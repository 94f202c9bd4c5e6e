// Copyright (C) 2026 Fred Clausen
// Use of this source code is governed by an MIT-style
// license that can be found in the LICENSE file or at
// https://opensource.org/licenses/MIT.

//! Rotation pattern parsing and validation.
//!
//! A pattern is edited as up to four colour swatches over a 28-day cycle
//! plus a set of explicit "no shift" days. The same validator runs on the
//! write path (rejecting bad input) and on the read path, where persisted
//! payloads that fail validation degrade to [`StoredPattern::Corrupt`].
//!
//! ## Invariants
//!
//! - Swatch indexes are unique and contiguous from 0
//! - Every day lies in `1..=28`
//! - No-shift days never overlap any swatch's on days
//! - Day sets are deduplicated and sorted; swatches are sorted by index

use std::collections::BTreeSet;

use serde::{Deserialize, Serialize};

use crate::error::DomainError;
use crate::types::{HexColor, MAX_SWATCHES, PATTERN_CYCLE_DAYS};

/// Code stored on the no-shift pseudo swatch.
const NONE_SWATCH_CODE: &str = "NONE";

/// Raw swatch as received from the editor or read from storage.
#[derive(Debug, Clone, PartialEq, Eq, Serialize, Deserialize)]
#[serde(rename_all = "camelCase")]
pub struct SwatchInput {
    pub swatch_index: i64,
    pub color: String,
    #[serde(default)]
    pub on_days: Vec<i64>,
}

/// Raw pattern in editor shape: `{swatches, noShiftDays}`.
#[derive(Debug, Clone, Default, PartialEq, Eq, Serialize, Deserialize)]
#[serde(rename_all = "camelCase")]
pub struct PatternInput {
    #[serde(default)]
    pub swatches: Vec<SwatchInput>,
    #[serde(default)]
    pub no_shift_days: Vec<i64>,
}

/// The no-shift pseudo swatch in the persisted payload.
#[derive(Debug, Clone, PartialEq, Eq, Serialize, Deserialize)]
#[serde(rename_all = "camelCase")]
pub struct NoneSwatchPayload {
    #[serde(default)]
    pub code: Option<String>,
    #[serde(default)]
    pub on_days: Vec<i64>,
}

/// Persisted pattern payload: `{swatches, noneSwatch: {code, onDays}}`.
#[derive(Debug, Clone, PartialEq, Eq, Serialize, Deserialize)]
#[serde(rename_all = "camelCase")]
pub struct PatternPayload {
    #[serde(default)]
    pub swatches: Vec<SwatchInput>,
    #[serde(default)]
    pub none_swatch: Option<NoneSwatchPayload>,
}

/// One validated colour swatch.
#[derive(Debug, Clone, PartialEq, Eq, Serialize)]
#[serde(rename_all = "camelCase")]
pub struct Swatch {
    #[serde(rename = "swatchIndex")]
    index: u8,
    color: HexColor,
    on_days: BTreeSet<u8>,
}

impl Swatch {
    /// Returns the swatch index (`0..=3`).
    #[must_use]
    pub const fn index(&self) -> u8 {
        self.index
    }

    /// Returns the swatch colour.
    #[must_use]
    pub const fn color(&self) -> &HexColor {
        &self.color
    }

    /// Returns the explicitly selected cycle days.
    #[must_use]
    pub const fn on_days(&self) -> &BTreeSet<u8> {
        &self.on_days
    }
}

/// A validated, canonical rotation pattern.
#[derive(Debug, Clone, Default, PartialEq, Eq, Serialize)]
#[serde(rename_all = "camelCase")]
pub struct Pattern {
    swatches: Vec<Swatch>,
    no_shift_days: BTreeSet<u8>,
}

impl Pattern {
    /// Validates editor input into a canonical pattern.
    ///
    /// # Errors
    ///
    /// Returns an error if there are more than four swatches, indexes are
    /// out of range, duplicated or not contiguous, a colour is not `#RRGGBB`,
    /// any day lies outside `1..=28`, or a no-shift day overlaps an on day.
    pub fn from_input(input: &PatternInput) -> Result<Self, DomainError> {
        if input.swatches.len() > MAX_SWATCHES {
            return Err(DomainError::TooManySwatches {
                count: input.swatches.len(),
            });
        }

        let mut swatches: Vec<Swatch> = Vec::with_capacity(input.swatches.len());
        for (position, raw) in input.swatches.iter().enumerate() {
            let index: u8 = u8::try_from(raw.swatch_index)
                .ok()
                .filter(|i| usize::from(*i) < MAX_SWATCHES)
                .ok_or(DomainError::InvalidSwatchIndex {
                    position: position + 1,
                    index: raw.swatch_index,
                })?;
            if swatches.iter().any(|s| s.index == index) {
                return Err(DomainError::DuplicateSwatchIndex { index });
            }
            swatches.push(Swatch {
                index,
                color: HexColor::parse(&raw.color)?,
                on_days: parse_cycle_days(&raw.on_days)?,
            });
        }
        swatches.sort_by_key(|s| s.index);
        if swatches
            .iter()
            .enumerate()
            .any(|(expected, s)| usize::from(s.index) != expected)
        {
            return Err(DomainError::NonContiguousSwatchIndexes);
        }

        let no_shift_days: BTreeSet<u8> = parse_cycle_days(&input.no_shift_days)?;
        for swatch in &swatches {
            if let Some(day) = swatch.on_days.intersection(&no_shift_days).next() {
                return Err(DomainError::NoShiftDayOverlap { day: *day });
            }
        }

        Ok(Self {
            swatches,
            no_shift_days,
        })
    }

    /// Validates a persisted payload.
    ///
    /// # Errors
    ///
    /// Returns the same errors as [`Pattern::from_input`].
    pub fn from_payload(payload: &PatternPayload) -> Result<Self, DomainError> {
        Self::from_input(&PatternInput {
            swatches: payload.swatches.clone(),
            no_shift_days: payload
                .none_swatch
                .as_ref()
                .map(|none| none.on_days.clone())
                .unwrap_or_default(),
        })
    }

    /// Returns the swatches, sorted by index.
    #[must_use]
    pub fn swatches(&self) -> &[Swatch] {
        &self.swatches
    }

    /// Returns the explicit no-shift days.
    #[must_use]
    pub const fn no_shift_days(&self) -> &BTreeSet<u8> {
        &self.no_shift_days
    }

    /// Total number of selected on days across every swatch.
    #[must_use]
    pub fn selected_day_count(&self) -> usize {
        self.swatches.iter().map(|s| s.on_days.len()).sum()
    }

    /// Returns the first swatch (by ascending index) that explicitly selects `cycle_day`.
    #[must_use]
    pub fn explicit_owner(&self, cycle_day: u8) -> Option<&Swatch> {
        self.swatches.iter().find(|s| s.on_days.contains(&cycle_day))
    }

    /// Returns the editor-shape input for this pattern.
    #[must_use]
    pub fn to_input(&self) -> PatternInput {
        PatternInput {
            swatches: self.swatch_inputs(),
            no_shift_days: self.no_shift_days.iter().map(|d| i64::from(*d)).collect(),
        }
    }

    /// Returns the persisted payload for this pattern.
    #[must_use]
    pub fn to_payload(&self) -> PatternPayload {
        PatternPayload {
            swatches: self.swatch_inputs(),
            none_swatch: Some(NoneSwatchPayload {
                code: Some(NONE_SWATCH_CODE.to_string()),
                on_days: self.no_shift_days.iter().map(|d| i64::from(*d)).collect(),
            }),
        }
    }

    fn swatch_inputs(&self) -> Vec<SwatchInput> {
        self.swatches
            .iter()
            .map(|s| SwatchInput {
                swatch_index: i64::from(s.index),
                color: s.color.as_str().to_string(),
                on_days: s.on_days.iter().map(|d| i64::from(*d)).collect(),
            })
            .collect()
    }
}

/// A pattern as read back from storage.
#[derive(Debug, Clone, PartialEq, Eq)]
pub enum StoredPattern {
    /// The payload parsed and validated.
    Valid(Pattern),
    /// The payload was unreadable or failed validation.
    Corrupt,
}

impl StoredPattern {
    /// Parses a persisted JSON payload. Never fails.
    #[must_use]
    pub fn parse(json: &str) -> Self {
        serde_json::from_str::<PatternPayload>(json)
            .ok()
            .and_then(|payload| Pattern::from_payload(&payload).ok())
            .map_or(Self::Corrupt, Self::Valid)
    }

    /// Returns the validated pattern, if any.
    #[must_use]
    pub const fn pattern(&self) -> Option<&Pattern> {
        match self {
            Self::Valid(pattern) => Some(pattern),
            Self::Corrupt => None,
        }
    }

    /// Returns the pattern, or an empty pattern when corrupt.
    #[must_use]
    pub fn into_pattern_or_empty(self) -> Pattern {
        match self {
            Self::Valid(pattern) => pattern,
            Self::Corrupt => Pattern::default(),
        }
    }
}

fn parse_cycle_days(days: &[i64]) -> Result<BTreeSet<u8>, DomainError> {
    days.iter()
        .map(|day| {
            u8::try_from(*day)
                .ok()
                .filter(|d| (1..=PATTERN_CYCLE_DAYS).contains(d))
                .ok_or(DomainError::DayOutOfRange { day: *day })
        })
        .collect()
}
========
**What needs to be done:** The answer should be a number alone: the count of lines in the records that hold the word "SwatchInput".

**Answer below:** 5